That is indeed a good article on OS 2200, and I've added the link to Wikipedia's page on that OS.
I'd argue that two of the greatest failures in microcomputer OSes have come about when companies have tried to do large-scale R&D with high budgets:
The first was IBM's development of OS/2 from the basic v1.0 to the full thing, with Presentation Manager, Communications Manager, and so on. They used up a lot of staff in the process - my friend who worked there has never really recovered his mental health - because they didn't seem to be able to get organised. They had more formal methods and radical ideas than anyone could keep track of, and they still failed to produce anything that could compete for usefulness and functionality with Windows 3.x and Classic MacOS.
The second was Taligent/Pink, which made even less progress.
The trick isn't spending lots of money. It's proceeding in achievable steps. Linux has been gradually re-engineered from a pretty basic kernel for a single platform to something very widely capable and portable, and a lot of that is due to doing the job in a sensibly incremental manner.
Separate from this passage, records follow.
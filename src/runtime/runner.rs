use crate::core::navigator::Navigator;
use crate::runtime::command::Command;
use crate::runtime::effect::Effect;
use crate::runtime::key_bindings::KeyBindings;
use crate::runtime::reducer::Reducer;
use crate::terminal::{Terminal, TerminalEvent};
use crate::ui::renderer::Renderer;
use std::io;
use std::time::Duration;

const POLL_TIMEOUT: Duration = Duration::from_millis(120);

/// Owns the pieces and drives the synchronous event loop: poll, resolve a
/// key to a command, reduce, render when asked.
pub struct Runtime {
    navigator: Navigator,
    terminal: Terminal,
    key_bindings: KeyBindings,
    renderer: Renderer,
}

impl Runtime {
    pub fn new(navigator: Navigator, terminal: Terminal) -> Self {
        Self {
            navigator,
            terminal,
            key_bindings: KeyBindings::new(),
            renderer: Renderer::default(),
        }
    }

    pub fn with_key_bindings(mut self, key_bindings: KeyBindings) -> Self {
        self.key_bindings = key_bindings;
        self
    }

    pub fn with_renderer(mut self, renderer: Renderer) -> Self {
        self.renderer = renderer;
        self
    }

    pub fn navigator(&self) -> &Navigator {
        &self.navigator
    }

    pub fn navigator_mut(&mut self) -> &mut Navigator {
        &mut self.navigator
    }

    pub fn run(&mut self) -> io::Result<()> {
        self.terminal.enter()?;
        let run_result = self.event_loop();
        let exit_result = self.terminal.exit();
        run_result.and(exit_result)
    }

    fn event_loop(&mut self) -> io::Result<()> {
        self.render()?;

        while !self.navigator.should_exit() {
            match self.terminal.poll_event(POLL_TIMEOUT)? {
                TerminalEvent::Resize(size) => {
                    self.terminal.set_size(size);
                    self.render()?;
                }
                TerminalEvent::Key(key) => {
                    let command = self.key_bindings.resolve(key).unwrap_or(Command::Noop);
                    self.process_command(command)?;
                }
                TerminalEvent::Tick => {}
            }
        }

        Ok(())
    }

    fn process_command(&mut self, command: Command) -> io::Result<()> {
        let effects = Reducer::reduce(&mut self.navigator, command);
        self.apply_effects(effects)
    }

    fn apply_effects(&mut self, effects: Vec<Effect>) -> io::Result<()> {
        let mut render_requested = false;
        for effect in effects {
            match effect {
                Effect::RequestRender => render_requested = true,
                // Exit is observed through the navigator's flag; the loop
                // condition picks it up on the next pass.
                Effect::Exit => {}
            }
        }

        if render_requested {
            self.render()?;
        }
        Ok(())
    }

    fn render(&mut self) -> io::Result<()> {
        let frame = self.renderer.render(&self.navigator, self.terminal.size());
        self.terminal.render(&frame)
    }
}
use crate::core::controls::{Controls, Visibility};
use crate::core::options::NavigatorOptions;
use crate::ui::span::{Span, SpanLine};
use crate::ui::style::Style;
use crate::ui::theme::Theme;
use unicode_width::UnicodeWidthStr;

const CONTROL_GAP: &str = "   ";

/// Renders the prev/next/finish row. Hidden controls keep their width as
/// blanks so the row never shifts when visibility changes.
pub struct ControlsRenderer<'a> {
    theme: &'a Theme,
}

impl<'a> ControlsRenderer<'a> {
    pub fn new(theme: &'a Theme) -> Self {
        Self { theme }
    }

    pub fn build(&self, controls: Controls, options: &NavigatorOptions) -> SpanLine {
        vec![
            slot(
                format!("← {}", options.previous_text),
                controls.previous,
                self.theme.control,
            ),
            Span::new(CONTROL_GAP).no_wrap(),
            slot(
                format!("{} →", options.next_text),
                controls.next,
                self.theme.control,
            ),
            Span::new(CONTROL_GAP).no_wrap(),
            slot(
                format!("[ {} ]", options.finish_text),
                controls.finish,
                self.theme.finish,
            ),
        ]
    }
}

fn slot(text: String, visibility: Visibility, style: Style) -> Span {
    match visibility {
        Visibility::Visible => Span::styled(text, style).no_wrap(),
        Visibility::Hidden => {
            Span::new(" ".repeat(UnicodeWidthStr::width(text.as_str()))).no_wrap()
        }
    }
}

#[cfg(test)]
mod tests {
    use super::ControlsRenderer;
    use crate::core::controls::Controls;
    use crate::core::options::NavigatorOptions;
    use crate::ui::span::SpanLine;
    use crate::ui::theme::Theme;

    fn text_of(line: &SpanLine) -> String {
        line.iter().map(|s| s.text.as_str()).collect()
    }

    #[test]
    fn first_step_blanks_previous_and_finish() {
        let theme = Theme::default_theme();
        let options = NavigatorOptions::default();
        let line = ControlsRenderer::new(&theme).build(Controls::for_index(0, 2), &options);
        let text = text_of(&line);
        assert_eq!(text.trim(), "Next →");
        assert!(text.starts_with(&" ".repeat(10)));
    }

    #[test]
    fn last_step_blanks_next_and_shows_finish() {
        let theme = Theme::default_theme();
        let options = NavigatorOptions::default();
        let line = ControlsRenderer::new(&theme).build(Controls::for_index(2, 2), &options);
        let text = text_of(&line);
        assert!(text.starts_with("← Previous"));
        assert!(text.ends_with("[ Finish ]"));
        assert!(!text.contains("Next"));
    }

    #[test]
    fn hidden_controls_keep_the_row_width_stable() {
        let theme = Theme::default_theme();
        let options = NavigatorOptions::default();
        let renderer = ControlsRenderer::new(&theme);

        let widths: Vec<usize> = [
            Controls::for_index(0, 2),
            Controls::for_index(1, 2),
            Controls::for_index(2, 2),
        ]
        .into_iter()
        .map(|controls| text_of(&renderer.build(controls, &options)).chars().count())
        .collect();

        assert_eq!(widths[0], widths[1]);
        assert_eq!(widths[1], widths[2]);
    }

    #[test]
    fn labels_come_from_the_options() {
        let theme = Theme::default_theme();
        let options = NavigatorOptions {
            previous_text: "Back".to_string(),
            next_text: "Continue".to_string(),
            finish_text: "Done".to_string(),
        };
        let line = ControlsRenderer::new(&theme).build(Controls::for_index(1, 2), &options);
        let text = text_of(&line);
        assert!(text.starts_with("← Back"));
        assert!(text.contains("Continue →"));
        assert!(!text.contains("Done"));
    }
}
use crate::ui::style::Style;
use unicode_width::{UnicodeWidthChar, UnicodeWidthStr};

#[derive(Debug, Clone, Copy, PartialEq, Eq)]
pub enum WrapMode {
    Wrap,
    NoWrap,
}

#[derive(Debug, Clone, PartialEq, Eq)]
pub struct Span {
    pub text: String,
    pub style: Style,
    pub wrap_mode: WrapMode,
}

impl Span {
    pub fn new(text: impl Into<String>) -> Self {
        Self {
            text: text.into(),
            style: Style::default(),
            wrap_mode: WrapMode::Wrap,
        }
    }

    pub fn styled(text: impl Into<String>, style: Style) -> Self {
        Self {
            text: text.into(),
            style,
            wrap_mode: WrapMode::Wrap,
        }
    }

    pub fn no_wrap(mut self) -> Self {
        self.wrap_mode = WrapMode::NoWrap;
        self
    }

    pub fn width(&self) -> usize {
        UnicodeWidthStr::width(self.text.as_str())
    }

    /// Splits on display-cell boundaries: the head fits in `max_width`
    /// columns, the tail (if any) carries the rest with the same style.
    pub fn split_at_width(&self, max_width: usize) -> (Span, Option<Span>) {
        let mut used = 0usize;
        let mut boundary = self.text.len();
        for (offset, ch) in self.text.char_indices() {
            let ch_width = UnicodeWidthChar::width(ch).unwrap_or(0);
            if used.saturating_add(ch_width) > max_width {
                boundary = offset;
                break;
            }
            used = used.saturating_add(ch_width);
        }

        let head = Span {
            text: self.text[..boundary].to_string(),
            style: self.style,
            wrap_mode: self.wrap_mode,
        };
        let tail = if boundary < self.text.len() {
            Some(Span {
                text: self.text[boundary..].to_string(),
                style: self.style,
                wrap_mode: self.wrap_mode,
            })
        } else {
            None
        };
        (head, tail)
    }
}

pub type SpanLine = Vec<Span>;
use crate::core::navigator::Navigator;
use crate::runtime::command::Command;
use crate::runtime::effect::Effect;

pub struct Reducer;

impl Reducer {
    pub fn reduce(navigator: &mut Navigator, command: Command) -> Vec<Effect> {
        match command {
            Command::Exit => {
                navigator.request_exit();
                vec![Effect::Exit]
            }
            Command::Next => render_if(navigator.next()),
            Command::Prev => render_if(navigator.prev()),
            Command::GoTo(index) => {
                let before = navigator.current_index();
                navigator.go_to(index);
                render_if(navigator.current_index() != before)
            }
            Command::Submit => {
                if navigator.controls().finish.is_visible() {
                    if navigator.finish() {
                        vec![Effect::Exit]
                    } else {
                        vec![]
                    }
                } else {
                    render_if(navigator.next())
                }
            }
            Command::Tick | Command::Noop => vec![],
        }
    }
}

fn render_if(changed: bool) -> Vec<Effect> {
    if changed {
        vec![Effect::RequestRender]
    } else {
        vec![]
    }
}

#[cfg(test)]
mod tests {
    use super::Reducer;
    use crate::core::carousel::Carousel;
    use crate::core::navigator::Navigator;
    use crate::core::options::{NavigatorHooks, NavigatorOptions};
    use crate::core::panel::Panel;
    use crate::runtime::command::Command;
    use crate::runtime::effect::Effect;
    use std::cell::RefCell;
    use std::rc::Rc;

    fn navigator(count: usize) -> Navigator {
        let panels = (0..count).map(|i| Panel::new(format!("step {i}"))).collect();
        Navigator::new(Carousel::new(panels), NavigatorOptions::default())
    }

    #[test]
    fn next_and_prev_request_renders_on_change() {
        let mut nav = navigator(3);
        assert_eq!(
            Reducer::reduce(&mut nav, Command::Next),
            vec![Effect::RequestRender]
        );
        assert_eq!(
            Reducer::reduce(&mut nav, Command::Prev),
            vec![Effect::RequestRender]
        );
        // At the first step again, prev has nothing to do.
        assert!(Reducer::reduce(&mut nav, Command::Prev).is_empty());
    }

    #[test]
    fn go_to_without_movement_is_silent() {
        let mut nav = navigator(3);
        assert!(Reducer::reduce(&mut nav, Command::GoTo(7)).is_empty());
        assert_eq!(
            Reducer::reduce(&mut nav, Command::GoTo(2)),
            vec![Effect::RequestRender]
        );
    }

    #[test]
    fn submit_advances_before_the_last_step() {
        let mut nav = navigator(3);
        assert_eq!(
            Reducer::reduce(&mut nav, Command::Submit),
            vec![Effect::RequestRender]
        );
        assert_eq!(nav.current_index(), 1);
    }

    #[test]
    fn submit_on_the_last_step_finishes() {
        let fired = Rc::new(RefCell::new(false));
        let sink = Rc::clone(&fired);
        let mut nav = navigator(3)
            .with_hooks(NavigatorHooks::default().on_finish(move || *sink.borrow_mut() = true));
        nav.go_to(2);

        assert_eq!(
            Reducer::reduce(&mut nav, Command::Submit),
            vec![Effect::Exit]
        );
        assert!(*fired.borrow());
        assert!(nav.should_exit());
    }

    #[test]
    fn exit_requests_exit() {
        let mut nav = navigator(3);
        assert_eq!(Reducer::reduce(&mut nav, Command::Exit), vec![Effect::Exit]);
        assert!(nav.should_exit());
    }

    #[test]
    fn ticks_are_ignored() {
        let mut nav = navigator(3);
        assert!(Reducer::reduce(&mut nav, Command::Tick).is_empty());
        assert!(Reducer::reduce(&mut nav, Command::Noop).is_empty());
    }
}
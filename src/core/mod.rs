pub mod carousel;
pub mod controls;
pub mod navigator;
pub mod options;
pub mod panel;
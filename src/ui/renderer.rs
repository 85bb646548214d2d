use crate::core::navigator::Navigator;
use crate::terminal::TerminalSize;
use crate::ui::controls::ControlsRenderer;
use crate::ui::frame::RenderFrame;
use crate::ui::header::HeaderRenderer;
use crate::ui::layout;
use crate::ui::span::Span;
use crate::ui::theme::Theme;

const SEPARATOR_WIDTH: usize = 40;
const KEY_HINTS: &str = "←/→ move · 1-9 jump · Enter submit · q quit";

/// Composes header, separator, active panel body, and the control row into
/// a frame, then reflows it to the terminal width.
pub struct Renderer {
    theme: Theme,
}

impl Renderer {
    pub fn new(theme: Theme) -> Self {
        Self { theme }
    }

    pub fn theme(&self) -> &Theme {
        &self.theme
    }

    pub fn render(&self, navigator: &Navigator, size: TerminalSize) -> RenderFrame {
        let mut frame = RenderFrame::new();

        frame.push_line(HeaderRenderer::new(&self.theme).build(&navigator.header_entries()));
        frame.push_line(self.separator(size.width));
        frame.blank_line();

        if let Some(panel) = navigator.carousel().active_panel() {
            for line in &panel.body {
                frame.push_line(vec![Span::styled(line.as_str(), self.theme.body)]);
            }
        }

        frame.blank_line();
        frame.push_line(
            ControlsRenderer::new(&self.theme).build(navigator.controls(), navigator.options()),
        );
        frame.blank_line();
        frame.push_line(vec![Span::styled(KEY_HINTS, self.theme.hint).no_wrap()]);

        frame.lines = layout::compose(&frame.lines, size.width);
        frame
    }

    fn separator(&self, width: u16) -> Vec<Span> {
        let width = (width as usize).min(SEPARATOR_WIDTH).max(1);
        vec![Span::styled("─".repeat(width), self.theme.separator).no_wrap()]
    }
}

impl Default for Renderer {
    fn default() -> Self {
        Self::new(Theme::default_theme())
    }
}
use crate::terminal::TerminalSize;
use crate::ui::frame::RenderFrame;
use crate::ui::span::WrapMode;
use crate::ui::style::Color;

/// Serializes a rendered frame for snapshot-style assertions and
/// out-of-terminal inspection.
pub fn frame_to_json(frame: &RenderFrame, size: TerminalSize) -> serde_json::Value {
    let lines = frame
        .lines
        .iter()
        .map(|line| {
            serde_json::Value::Array(
                line.iter()
                    .map(|span| {
                        serde_json::json!({
                            "text": span.text,
                            "wrap_mode": match span.wrap_mode {
                                WrapMode::Wrap => "wrap",
                                WrapMode::NoWrap => "no_wrap",
                            },
                            "style": {
                                "color": span.style.color.map(color_to_json),
                                "background": span.style.background.map(color_to_json),
                                "bold": span.style.bold,
                            }
                        })
                    })
                    .collect(),
            )
        })
        .collect::<Vec<_>>();

    serde_json::json!({
        "terminal": {
            "width": size.width,
            "height": size.height,
        },
        "lines": lines,
    })
}

fn color_to_json(color: Color) -> serde_json::Value {
    match color {
        Color::Reset => serde_json::json!("reset"),
        Color::Black => serde_json::json!("black"),
        Color::DarkGrey => serde_json::json!("dark_grey"),
        Color::Red => serde_json::json!("red"),
        Color::Green => serde_json::json!("green"),
        Color::Yellow => serde_json::json!("yellow"),
        Color::Blue => serde_json::json!("blue"),
        Color::Magenta => serde_json::json!("magenta"),
        Color::Cyan => serde_json::json!("cyan"),
        Color::White => serde_json::json!("white"),
    }
}
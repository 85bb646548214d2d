use crate::terminal::KeyEvent;

#[derive(Debug, Clone, Copy, PartialEq, Eq)]
pub struct TerminalSize {
    pub width: u16,
    pub height: u16,
}

#[derive(Debug, Clone, Copy, PartialEq, Eq)]
pub enum TerminalEvent {
    Key(KeyEvent),
    Resize(TerminalSize),
    Tick,
}
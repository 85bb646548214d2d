use std::io;
use stepway::core::navigator::Navigator;
use stepway::definition::WizardDefinition;
use stepway::runtime::runner::Runtime;
use stepway::terminal::Terminal;

const DEMO_WIZARD: &str = r#"
labels:
  finish: Done
panels:
  - title: Welcome
    active: true
    body:
      - This short tour walks through the demo wizard.
      - Use Left/Right (or p/n) to move between steps and digits to jump.
  - title: Details
    body:
      - Each panel carries its own body text.
      - Forward moves run the validation hook before leaving a step.
  - title: Confirm
    body:
      - Press Enter on this final step to finish.
"#;

fn main() {
    if let Err(e) = run() {
        eprintln!("Error: {}", e);
    }
}

fn run() -> io::Result<()> {
    let definition = WizardDefinition::from_yaml(DEMO_WIZARD)
        .map_err(|e| io::Error::new(io::ErrorKind::InvalidData, e.to_string()))?;
    let (carousel, options) = definition.into_navigator_parts();
    let navigator = Navigator::new(carousel, options);

    let terminal = Terminal::new()?;
    Runtime::new(navigator, terminal).run()
}
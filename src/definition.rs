use crate::core::carousel::Carousel;
use crate::core::options::NavigatorOptions;
use crate::core::panel::Panel;
use serde::Deserialize;
use std::fmt;

/// Declarative wizard definition. The YAML document lists the panels in
/// order, each with a display title, body text, and an optional `active`
/// flag marking the initial panel (conventionally the first).
///
/// ```yaml
/// labels:
///   finish: Done
/// panels:
///   - title: step 1
///     active: true
///     body:
///       - Your content
///   - title: step 2
/// ```
#[derive(Debug, Clone, Deserialize)]
pub struct WizardDefinition {
    #[serde(default)]
    pub labels: Labels,
    pub panels: Vec<PanelDef>,
}

#[derive(Debug, Clone, Default, Deserialize)]
pub struct Labels {
    pub previous: Option<String>,
    pub next: Option<String>,
    pub finish: Option<String>,
}

#[derive(Debug, Clone, Deserialize)]
pub struct PanelDef {
    pub title: String,
    #[serde(default)]
    pub body: Vec<String>,
    #[serde(default)]
    pub active: bool,
}

#[derive(Debug)]
pub enum DefinitionError {
    Parse(serde_yaml::Error),
    NoPanels,
}

impl fmt::Display for DefinitionError {
    fn fmt(&self, f: &mut fmt::Formatter<'_>) -> fmt::Result {
        match self {
            DefinitionError::Parse(err) => write!(f, "invalid wizard definition: {err}"),
            DefinitionError::NoPanels => write!(f, "wizard definition has no panels"),
        }
    }
}

impl std::error::Error for DefinitionError {
    fn source(&self) -> Option<&(dyn std::error::Error + 'static)> {
        match self {
            DefinitionError::Parse(err) => Some(err),
            DefinitionError::NoPanels => None,
        }
    }
}

impl From<serde_yaml::Error> for DefinitionError {
    fn from(err: serde_yaml::Error) -> Self {
        DefinitionError::Parse(err)
    }
}

impl WizardDefinition {
    pub fn from_yaml(input: &str) -> Result<Self, DefinitionError> {
        let definition: Self = serde_yaml::from_str(input)?;
        if definition.panels.is_empty() {
            return Err(DefinitionError::NoPanels);
        }
        Ok(definition)
    }

    pub fn options(&self) -> NavigatorOptions {
        let mut options = NavigatorOptions::default();
        if let Some(text) = &self.labels.previous {
            options.previous_text = text.clone();
        }
        if let Some(text) = &self.labels.next {
            options.next_text = text.clone();
        }
        if let Some(text) = &self.labels.finish {
            options.finish_text = text.clone();
        }
        options
    }

    /// The first panel marked active becomes the initial panel; without one
    /// the carousel starts at index 0.
    pub fn into_carousel(self) -> Carousel {
        let initial = self.panels.iter().position(|p| p.active).unwrap_or(0);
        let panels = self
            .panels
            .into_iter()
            .map(|def| Panel {
                title: def.title,
                body: def.body,
            })
            .collect();
        Carousel::new(panels).with_active(initial)
    }

    pub fn into_navigator_parts(self) -> (Carousel, NavigatorOptions) {
        let options = self.options();
        (self.into_carousel(), options)
    }
}
use crate::ui::span::{Span, SpanLine, WrapMode};

/// Reflows each logical line to the terminal width. `Wrap` spans continue
/// on the next row, `NoWrap` spans are clipped (moving to a fresh row first
/// if the current one is partially used).
pub fn compose(lines: &[SpanLine], width: u16) -> Vec<SpanLine> {
    let width = width as usize;
    if width == 0 {
        return lines.to_vec();
    }

    let mut out = Vec::with_capacity(lines.len());
    for line in lines {
        out.extend(compose_line(line, width));
    }
    out
}

fn compose_line(line: &SpanLine, width: usize) -> Vec<SpanLine> {
    let mut rows: Vec<SpanLine> = vec![Vec::new()];
    let mut used = 0usize;

    for span in line {
        if span.width() == 0 {
            continue;
        }
        match span.wrap_mode {
            WrapMode::NoWrap => place_no_wrap(span, width, &mut rows, &mut used),
            WrapMode::Wrap => place_wrap(span.clone(), width, &mut rows, &mut used),
        }
    }
    rows
}

fn place_no_wrap(span: &Span, width: usize, rows: &mut Vec<SpanLine>, used: &mut usize) {
    if *used > 0 && span.width() > width.saturating_sub(*used) {
        rows.push(Vec::new());
        *used = 0;
    }

    let (head, _) = span.split_at_width(width.saturating_sub(*used));
    if head.width() > 0 {
        *used += head.width();
        push_row(rows, head);
    }
}

fn place_wrap(mut span: Span, width: usize, rows: &mut Vec<SpanLine>, used: &mut usize) {
    loop {
        if *used >= width {
            rows.push(Vec::new());
            *used = 0;
        }

        let available = width - *used;
        if span.width() <= available {
            *used += span.width();
            push_row(rows, span);
            return;
        }

        let (head, tail) = span.split_at_width(available);
        if head.width() == 0 && *used == 0 {
            // A single glyph wider than the whole row; drop it.
            let mut chars = span.text.chars();
            chars.next();
            span.text = chars.as_str().to_string();
            if span.width() == 0 {
                return;
            }
            continue;
        }

        if head.width() > 0 {
            *used += head.width();
            push_row(rows, head);
        }
        rows.push(Vec::new());
        *used = 0;

        match tail {
            Some(rest) => span = rest,
            None => return,
        }
    }
}

fn push_row(rows: &mut Vec<SpanLine>, span: Span) {
    if let Some(row) = rows.last_mut() {
        row.push(span);
    }
}
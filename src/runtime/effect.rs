#[derive(Debug, Clone, Copy, PartialEq, Eq)]
pub enum Effect {
    RequestRender,
    Exit,
}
The other OSes that are being successful at present are macOS/iOS, which was done by fitting together existing parts, plus Apple writing the part they're good at, which is GUI, and Windows NT. Windows did benefit from a large-scale R&D project, but it wasn't done by Microsoft. It was done at DEC for the PRISM and MICA projects, and when DEC cancelled them, Microsoft scooped up the ideas and the people from the MICA OS project.
My job is doing porting and platforms for a large and long-lived mathematical modeller. In the past, it ran on Apollo Domain/OS, and Data General AOS, and VMS, and the code wasn't significantly different for any of them. It did not take well to classic MacOS, because it wasn't designed to deliberately yield control at short regular intervals, so we never shipped that, and nobody has ever wanted it on a mainframe. Code is code, once you dig in a bit.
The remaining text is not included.